Our hunger for a sense of purpose in our lives is undiminished. And yet what can we hold onto in such an unstable world? Purpose requires a future we can envisage, yet the horizon in front of us grows ever shorter. Is it any wonder that our young people are so troubled when so little about their future is assured? It is not just climate change that destabilises their sense of a secure future. The collapse of trust in government and traditional media, the viral spread of misinformation and “deep fakes” that undermine the sense that a reliable consensus reality exists, the rise of Artificial Intelligence – which can produce language and art and seem to call into question the very notion of something sacred in the human soul that is beyond mere mechanism – all these things are eroding the fabric of meaning in which human lives are embedded and which prevents them from falling into the void. Lives are doing just that. The fate of polar bears losing the ground they stand on is our fate, too.
It is tempting to imagine meaning in transcendental terms. The Meaning of Life, with capitals. Yet meaning is not transcendent, but immanent. It resides in the web of relations that constitutes the world. When Victor Frankl wrote about his experiences in Auschwitz in Man’s Search For Meaning, the meanings that kept people alive through the horrors of the concentration camp were small, personal dreams, like opening a cake shop, or going back to school and becoming a vet. The humble scale of these dreams should not obscure the profound achievement they represented: to continue to believe in life in the face of overwhelming death and suffering. To dare to make meaning in a world not merely lacking it, but viciously hostile to it.

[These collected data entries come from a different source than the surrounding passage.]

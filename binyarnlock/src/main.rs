//! Command-line tool for validating, normalizing, and inspecting yarn
//! lockfiles.
//!
//! Usage: yarnlock [OPTIONS] [FILE]
//!
//! Options:
//!   -t, --to <FORMAT>      Output format (lock, json) [default: lock]
//!   -o, --output <FILE>    Write output to specified file
//!   --check                Check if file is valid (exit 0 if valid, 1 if invalid)
//!   --roots                Print entries not referenced by any other entry
//!   -h, --help             Print help
//!   -V, --version          Print version
//!
//! With no FILE (or `-`), input is read from stdin. The default action
//! re-encodes the lockfile in canonical form to stdout.

use libyarnlock::{parse_with_filename, Lockfile};
use std::fs;
use std::io::{self, Read, Write};
use std::process;

/// Check whether a string is a recognized format name for -t.
fn is_format_name(s: &str) -> bool {
    matches!(s, "lock" | "json")
}

fn main() {
    let args: Vec<String> = std::env::args().collect();

    let mut to_format = "lock";
    let mut output_file: Option<&str> = None;
    let mut check_only = false;
    let mut roots_only = false;
    let mut input_path: Option<&str> = None;

    let mut i = 1;
    while i < args.len() {
        match args[i].as_str() {
            "-h" | "--help" => {
                print_help();
                return;
            }
            "-V" | "--version" => {
                println!("yarnlock {}", env!("CARGO_PKG_VERSION"));
                return;
            }
            "-t" | "--to" => {
                i += 1;
                if i >= args.len() {
                    eprintln!("Error: -t requires a format argument");
                    process::exit(1);
                }
                if !is_format_name(&args[i]) {
                    eprintln!("Error: Unknown format: {}", args[i]);
                    process::exit(1);
                }
                to_format = &args[i];
            }
            "-o" | "--output" => {
                i += 1;
                if i >= args.len() {
                    eprintln!("Error: --output requires an argument");
                    process::exit(1);
                }
                output_file = Some(&args[i]);
            }
            "--check" => {
                check_only = true;
            }
            "--roots" => {
                roots_only = true;
            }
            "-" => {
                // explicit stdin, same as no FILE
            }
            arg if arg.starts_with('-') => {
                eprintln!("Error: Unknown option: {}", arg);
                process::exit(1);
            }
            arg => {
                if input_path.is_some() {
                    eprintln!("Error: Multiple input files not supported");
                    process::exit(1);
                }
                input_path = Some(arg);
            }
        }
        i += 1;
    }

    let (content, source_name) = match read_input(input_path) {
        Ok(pair) => pair,
        Err(e) => {
            eprintln!("Error: {}", e);
            process::exit(1);
        }
    };

    let lockfile = match parse_with_filename(&content, Some(&source_name)) {
        Ok(lockfile) => lockfile,
        Err(e) => {
            if check_only {
                eprintln!("{}: invalid: {}", source_name, e);
            } else {
                eprintln!("Error: {}", e);
            }
            process::exit(1);
        }
    };

    if check_only {
        return;
    }

    if roots_only {
        for key in lockfile.root_entries() {
            println!("{}", key);
        }
        return;
    }

    let rendered = match render(&lockfile, to_format) {
        Ok(text) => text,
        Err(e) => {
            eprintln!("Error: {}", e);
            process::exit(1);
        }
    };

    if let Some(path) = output_file {
        if let Err(e) = fs::write(path, &rendered) {
            eprintln!("Error: Failed to write {}: {}", path, e);
            process::exit(1);
        }
    } else {
        let mut stdout = io::stdout();
        if let Err(e) = stdout.write_all(rendered.as_bytes()) {
            eprintln!("Error: {}", e);
            process::exit(1);
        }
    }
}

/// Read the input document from a file or stdin.
fn read_input(path: Option<&str>) -> io::Result<(String, String)> {
    match path {
        Some(p) => Ok((fs::read_to_string(p)?, p.to_string())),
        None => {
            let mut buf = String::new();
            io::stdin().read_to_string(&mut buf)?;
            Ok((buf, "<stdin>".to_string()))
        }
    }
}

/// Render the lockfile in the requested output format.
fn render(lockfile: &Lockfile, format: &str) -> io::Result<String> {
    match format {
        "json" => {
            let mut text = serde_json::to_string_pretty(lockfile)
                .map_err(|e| io::Error::new(io::ErrorKind::InvalidData, e))?;
            text.push('\n');
            Ok(text)
        }
        _ => {
            let mut buf = Vec::new();
            lockfile.encode(&mut buf)?;
            String::from_utf8(buf).map_err(|e| io::Error::new(io::ErrorKind::InvalidData, e))
        }
    }
}

fn print_help() {
    println!("Usage: yarnlock [OPTIONS] [FILE]");
    println!();
    println!("Parse a yarn lockfile and re-emit it in canonical form.");
    println!();
    println!("Options:");
    println!("  -t, --to <FORMAT>    Output format (lock, json) [default: lock]");
    println!("  -o, --output <FILE>  Write output to specified file");
    println!("  --check              Check if file is valid (exit 0 if valid, 1 if invalid)");
    println!("  --roots              Print entries not referenced by any other entry");
    println!("  -h, --help           Print help");
    println!("  -V, --version        Print version");
    println!();
    println!("With no FILE (or `-`), input is read from stdin.");
}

This, then, is the courage we must take inspiration from, as we go forward into our uncertain individual and collective futures. Heat – energy dissipated into chaos – is the metaphor for our time. As the Great Explosion enters its next, perhaps final, phase, its dissipating energy will melt or burn much of what we have known, including structures of collective meaning on which we have depended. We must counter this rising heat with coolness. We must show stillness in the face of frenzied action, balanced reflection in the face of hysteria, mindful presence in the face of distraction. We must weave small webs of meaning around us, in our families, communities and friendships. There are universal truths behind all of the change: compassion, relationship, kindness, honesty, the wisdom that is anchored in the body. On these things we will always be able to rely.